Toksin botulinum (Botox) suntikan ke dalam sfingter anal internal efektif dalam pengobatan
fisura anus. Botox menghambat pelepasan asetilkolin dari serabut saraf presinaptik
mempengaruhi kelumpuhan reversibel yang berlangsung beberapa bulan. Hal ini
memungkinkan untuk meningkatkan perfusi dari anoderm yang terganggu dan sebagai
penyembuhan. Meskipun toksin botulinum mengurangi waktu relaksasi tekanan sfingter anal
sebesar 30%, tidak menyebabkan inkontinensia akut atau kronis.
Studi menunjukkan 0,2% nitrogliserin efektif dalam pengobatan fisura anus di > 60% kasus.

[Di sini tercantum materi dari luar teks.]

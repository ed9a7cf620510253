use axum::body::Body;
use axum::extract::{DefaultBodyLimit, State};
use axum::http::header::{AUTHORIZATION, CONTENT_TYPE};
use axum::http::{Method, Request};
use axum::routing::{get, post};
use axum::{Json, Router};
use docgate_core::ClassifyResponse;
use docgate_ocr::Extractor;
use serde::Serialize;
use tower_http::cors::{Any, CorsLayer};
use tower_http::trace::TraceLayer;
use uuid::Uuid;

use crate::error::ApiError;
use crate::payload::ImagePayload;
use crate::scoring::{classify_image, MAX_IMAGE_BYTES};

pub const SERVICE_NAME: &str = "academic-document-classifier";

/// Base64 inflates uploads by a third; leave room for it above the image cap.
const BODY_LIMIT: usize = 16 * 1024 * 1024;

#[derive(Clone)]
pub struct AppState {
    pub extractor: Extractor,
    pub min_matches: usize,
}

pub fn router(state: AppState) -> Router {
    let cors = CorsLayer::new()
        .allow_origin(Any)
        .allow_methods([Method::GET, Method::POST, Method::OPTIONS])
        .allow_headers([CONTENT_TYPE, AUTHORIZATION]);

    Router::new()
        .route("/", get(index))
        .route("/health", get(health))
        .route("/classify", post(classify))
        .with_state(state)
        .layer(DefaultBodyLimit::max(BODY_LIMIT))
        .layer(TraceLayer::new_for_http().make_span_with(|req: &Request<Body>| {
            tracing::info_span!(
                "request",
                id = %Uuid::new_v4(),
                method = %req.method(),
                uri = %req.uri(),
            )
        }))
        .layer(cors)
}

// ── Handlers ─────────────────────────────────────────────────────────────────

#[derive(Serialize)]
struct HealthResponse {
    status: &'static str,
    service: &'static str,
    recognizer: &'static str,
}

async fn health(State(state): State<AppState>) -> Json<HealthResponse> {
    Json(HealthResponse {
        status: "healthy",
        service: SERVICE_NAME,
        recognizer: state.extractor.recognizer_name(),
    })
}

async fn index() -> Json<serde_json::Value> {
    Json(serde_json::json!({
        "service": SERVICE_NAME,
        "endpoints": {
            "POST /classify": "Classify an image (multipart `file`, JSON base64 `image`/`file`, or raw body)",
            "GET /health": "Health check",
            "GET /": "This listing",
        }
    }))
}

async fn classify(
    State(state): State<AppState>,
    ImagePayload(bytes): ImagePayload,
) -> Result<Json<ClassifyResponse>, ApiError> {
    if bytes.len() > MAX_IMAGE_BYTES {
        return Err(ApiError::TooLarge);
    }
    tracing::debug!(len = bytes.len(), "Received upload");

    let AppState { extractor, min_matches } = state;
    let response = tokio::task::spawn_blocking(move || classify_image(&extractor, &bytes, min_matches))
        .await
        .map_err(|e| ApiError::Internal(e.to_string()))?;
    Ok(Json(response))
}

#[cfg(test)]
mod tests {
    use super::*;
    use axum::http::StatusCode;
    use base64::Engine as _;
    use docgate_ocr::{MockFaceDetector, MockRecognizer};
    use image::{DynamicImage, ImageBuffer, Rgb};
    use std::io::Cursor;
    use std::sync::Arc;
    use tower::ServiceExt;

    const GRADE_CARD: &str = "Bangalore University\nGrade Card\nSemester III  SGPA 7.9  Result: PASS";

    fn app(text: &str) -> Router {
        let extractor = Extractor::new(
            Arc::new(MockRecognizer::new(text)),
            Arc::new(MockFaceDetector::with_faces(0)),
        );
        router(AppState { extractor, min_matches: 2 })
    }

    fn png() -> Vec<u8> {
        let img = ImageBuffer::from_fn(64, 48, |x, y| Rgb([(x * 4) as u8, (y * 5) as u8, 128u8]));
        let mut buf = Vec::new();
        DynamicImage::ImageRgb8(img)
            .write_to(&mut Cursor::new(&mut buf), image::ImageFormat::Png)
            .unwrap();
        buf
    }

    async fn send(app: Router, req: Request<Body>) -> (StatusCode, serde_json::Value) {
        let response = app.oneshot(req).await.unwrap();
        let status = response.status();
        let body = axum::body::to_bytes(response.into_body(), usize::MAX).await.unwrap();
        (status, serde_json::from_slice(&body).unwrap())
    }

    fn post_classify(content_type: &str, body: impl Into<Body>) -> Request<Body> {
        Request::builder()
            .method("POST")
            .uri("/classify")
            .header(CONTENT_TYPE, content_type)
            .body(body.into())
            .unwrap()
    }

    fn encoded(bytes: &[u8]) -> String {
        base64::engine::general_purpose::STANDARD.encode(bytes)
    }

    #[tokio::test]
    async fn health_reports_healthy() {
        let req = Request::builder().uri("/health").body(Body::empty()).unwrap();
        let (status, json) = send(app(""), req).await;
        assert_eq!(status, StatusCode::OK);
        assert_eq!(json["status"], "healthy");
        assert_eq!(json["service"], SERVICE_NAME);
        assert_eq!(json["recognizer"], "mock");
    }

    #[tokio::test]
    async fn index_lists_endpoints() {
        let req = Request::builder().uri("/").body(Body::empty()).unwrap();
        let (status, json) = send(app(""), req).await;
        assert_eq!(status, StatusCode::OK);
        assert!(json["endpoints"]["POST /classify"].is_string());
    }

    #[tokio::test]
    async fn empty_body_is_missing_image() {
        let (status, json) = send(app(GRADE_CARD), post_classify("application/octet-stream", Body::empty())).await;
        assert_eq!(status, StatusCode::BAD_REQUEST);
        assert_eq!(json["error"], "No image data provided");
        assert_eq!(json["is_academic"], false);
        assert_eq!(json["score"], 0);
    }

    #[tokio::test]
    async fn json_without_image_is_missing_image() {
        let (status, json) = send(app(GRADE_CARD), post_classify("application/json", r#"{"other":1}"#)).await;
        assert_eq!(status, StatusCode::BAD_REQUEST);
        assert_eq!(json["reason"], "No image data provided");
    }

    #[tokio::test]
    async fn json_image_is_classified() {
        let body = serde_json::json!({ "image": encoded(&png()) }).to_string();
        let (status, json) = send(app(GRADE_CARD), post_classify("application/json", body)).await;
        assert_eq!(status, StatusCode::OK);
        assert_eq!(json["is_academic"], true);
        assert!(json["score"].as_u64().unwrap() >= 2);
        assert!(json["reason"].as_str().unwrap().starts_with("Document classified as academic"));
    }

    #[tokio::test]
    async fn json_data_url_and_file_field_are_accepted() {
        let data_url = format!("data:image/png;base64,{}", encoded(&png()));
        for body in [
            serde_json::json!({ "image": data_url }),
            serde_json::json!({ "file": encoded(&png()) }),
        ] {
            let (status, json) = send(app(GRADE_CARD), post_classify("application/json", body.to_string())).await;
            assert_eq!(status, StatusCode::OK);
            assert_eq!(json["is_academic"], true);
        }
    }

    #[tokio::test]
    async fn invalid_base64_is_bad_request() {
        let body = serde_json::json!({ "image": "!!not base64!!" }).to_string();
        let (status, json) = send(app(GRADE_CARD), post_classify("application/json", body)).await;
        assert_eq!(status, StatusCode::BAD_REQUEST);
        assert_eq!(json["is_academic"], false);
    }

    #[tokio::test]
    async fn multipart_file_is_classified() {
        let boundary = "docgate-test-boundary";
        let mut body = Vec::new();
        body.extend_from_slice(
            format!(
                "--{boundary}\r\nContent-Disposition: form-data; name=\"file\"; filename=\"card.png\"\r\n\
                 Content-Type: image/png\r\n\r\n"
            )
            .as_bytes(),
        );
        body.extend_from_slice(&png());
        body.extend_from_slice(format!("\r\n--{boundary}--\r\n").as_bytes());

        let req = post_classify(&format!("multipart/form-data; boundary={boundary}"), body);
        let (status, json) = send(app(GRADE_CARD), req).await;
        assert_eq!(status, StatusCode::OK);
        assert_eq!(json["is_academic"], true);
    }

    #[tokio::test]
    async fn raw_bytes_and_raw_base64_are_classified() {
        for body in [png(), encoded(&png()).into_bytes()] {
            let (status, json) = send(app(GRADE_CARD), post_classify("application/octet-stream", body)).await;
            assert_eq!(status, StatusCode::OK);
            assert_eq!(json["is_academic"], true);
        }
    }

    #[tokio::test]
    async fn oversized_upload_is_refused() {
        let body = vec![0u8; MAX_IMAGE_BYTES + 1];
        let (status, json) = send(app(GRADE_CARD), post_classify("application/octet-stream", body)).await;
        assert_eq!(status, StatusCode::BAD_REQUEST);
        assert_eq!(json["reason"], "Image too large");
        assert_eq!(json["error"], "Image too large. Maximum size is 10MB.");
    }

    #[tokio::test]
    async fn unreadable_image_reports_no_text() {
        let (status, json) = send(app(""), post_classify("application/octet-stream", png())).await;
        assert_eq!(status, StatusCode::OK);
        assert_eq!(json["is_academic"], false);
        assert_eq!(json["error"], "No text extracted");
    }

    #[tokio::test]
    async fn undecodable_upload_is_a_failed_classification() {
        let (status, json) = send(app(GRADE_CARD), post_classify("application/octet-stream", b"\x00\x01garbage".to_vec())).await;
        assert_eq!(status, StatusCode::OK);
        assert_eq!(json["is_academic"], false);
        assert!(json["reason"].as_str().unwrap().starts_with("Classification failed"));
    }

    #[tokio::test]
    async fn preflight_allows_any_origin() {
        let req = Request::builder()
            .method("OPTIONS")
            .uri("/classify")
            .header("origin", "https://portal.example.edu")
            .header("access-control-request-method", "POST")
            .body(Body::empty())
            .unwrap();
        let response = app("").oneshot(req).await.unwrap();
        assert_eq!(response.status(), StatusCode::OK);
        assert_eq!(response.headers()["access-control-allow-origin"], "*");
    }
}
//! The rejection cascade: file signature, resolution, extraction, heuristic
//! rules, academic scoring and category matching, in that order.

pub mod category;
pub mod engine;
pub mod keywords;
pub mod rules;
pub mod signature;

pub use category::CategoryMatcher;
pub use engine::{check_signature, ValidateError, ValidationEngine};
pub use keywords::{academic_matches, ACADEMIC_KEYWORDS};
pub use rules::{rejection_rules, Rule, RuleContext};
pub use signature::sniff_format;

Dalam uji coba terkontrol terbaru, nitrogliserin secara signifikan kurang efektif daripada
suntikan botulinum. Nitrogliserin salep adalah sumber oksida nitrat. Nitrat oksida adalah
inhibitory neurotransmitter yang menyebabkan relaksasi sfingter internal dan meningkatkan
aliran darah ke anoderm tersebut. Efek samping utama, sakit kepala, terjadi bahkan pada
tingkat terapi yang lebih rendah dari nitoglycerin (0,2 atau 0,3%), mengakibatkan beberapa
pertanyaan mengenai manfaat terapi ini.
B. BEDAH
Lateral sfingterotomi anal internal prosedur pilihan bagi banyak ahli bedah setelah tindakan
konservatif gagal. Hal ini dapat dilakukan dengan sayatan dibuat di kulit dan distal sepertiga
dari sfingter internal dibagi dengan melihat langsung. Hal ini juga dapat dilakukan dalam
cara, dimana pisau bedah dilewatkan pada bidang intersphincteric dan membagi sfingter
internal. Kedua teknik yang berhubungan dengan hasil yang sama. Percobaan acak injeksi
botulinum dibandingkan sfingterotomi lateral juga diperlukan.

PROGNOSIS
Penanganan dengan lateral sfingterotomi anal internal berhasil pada 95% dari pasien dengan
penyakit fisura / ulkus anal kronis. Kekambuhan fisura kurang dari 10%.
Sumber:
Friedman, SL., McQuaid, KR., & Grendell, JH. 2003. Current Diagnosis and Treatment
Gastroenterology 2nd ed. McGrawHill Companies.